Thats not going to work for numerous reasons.
Bummer. I trust you, of course, on Android.
Thats not going to work for numerous reasons. Android doesn't offer that kind of control (in fact, HLS itself doesn't specify any control whatsoever for Live playlists), and it would make seeks even slower, encoding 30 seconds or even 2 minutes before playback starts can actually take up to that time if your server can just about do real-time, thats not even close to acceptable.
The spec does allow for re-using segments already encoded and downloading for backwards seeking with an event-type playlist. This is the same exact thing as a Live playlist, but you can only append to the file (and not change what has already been streamed). So, if the server keeps track and knows the seek requested is within the pre-encoded buffered area, it just adds to the playlist re-uses the old segments and then keeps going.

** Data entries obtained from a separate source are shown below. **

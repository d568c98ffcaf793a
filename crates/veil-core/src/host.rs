use std::rc::Rc;

/// The view layer driving the engine's render cadence.
pub trait RenderHost {
    /// Ask the host to schedule another render/commit pass.
    ///
    /// Must be coalesced and deferred: the host records the request and runs
    /// the pass after the current dispatch returns, never synchronously from
    /// inside this call.
    fn request_render(&self);
}

/// Shared handle to the host. The engine is single-threaded by contract.
pub type HostHandle = Rc<dyn RenderHost>;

Such as if, the original index is:
#EXTM3U
#EXT-X-PLAYLIST-TYPE:EVENT
#EXT-X-TARGETDURATION:10
#EXT-X-MEDIA-SEQUENCE:0
#EXTINF:10.0,
http://media.example.com/segment1.ts
#EXTINF:10.0,
http://media.example.com/segment2.ts
#EXTINF:10.0,
http://media.example.com/segment3.ts
And then, if the client requests a seek within the back-buffer, you just go "backwards" with the M3U8...
#EXTM3U
#EXT-X-PLAYLIST-TYPE:EVENT
#EXT-X-TARGETDURATION:10
#EXT-X-MEDIA-SEQUENCE:0
#EXTINF:10.0,
http://media.example.com/segment1.ts
#EXTINF:10.0,
http://media.example.com/segment2.ts
#EXTINF:10.0,
http://media.example.com/segment3.ts
#EXTINF:10.0,
http://media.example.com/segment4.ts
#EXTINF:10.0,
http://media.example.com/segment2.ts
#EXTINF:10.0,
http://media.example.com/segment3.ts
#EXTINF:10.0,
http://media.example.com/segment4.ts
#EXTINF:10.0,
http://media.example.com/segment5.ts
#EXTINF:10.0,
http://media.example.com/segment6.ts
The client just keeps reading forward. Now, of course, if you jump outside of the pre-encoded area (like to "segment zero" or "-4" in the above example), you'd have to shut it down and start over. But for little seeks it could work. There might be a lag with 10 second segments (if the player just started playing a particular segment), so you'd have to experiment. I bet 2-3 second segments might be acceptable though. How often would you seek
right at the beginning of a segment?
Or, does it really only support Live-type playlists, instead of Event (which is the same system as Live but doesn't re-write any old files)? How come? An Android limitation in the client? Or, is Android not using the M3U8 index at all and the URL is the file itself via HTTP? Otherwise, it seems like mostly server-side smarts, if the client does what the spec calls for... That's precisely the type of stream you need:
https://developer.apple.com/library/ios/technotes/tn2288/_index.htmlI'm not sure what kind of settings you're using to encode, of course. AirVideo basically throws quality to the wind and drives it as fast as it can, when live encoding. I'm not sure, but I think I get 200-300% of real-time performance on my machine (a stock 3770 Ivy Bridge), so pre-buffering 20 seconds would probably be tolerable. But, of course, if you're encoding a nicer quality output, then you wouldn't be able to get acceptable performance on that, for sure.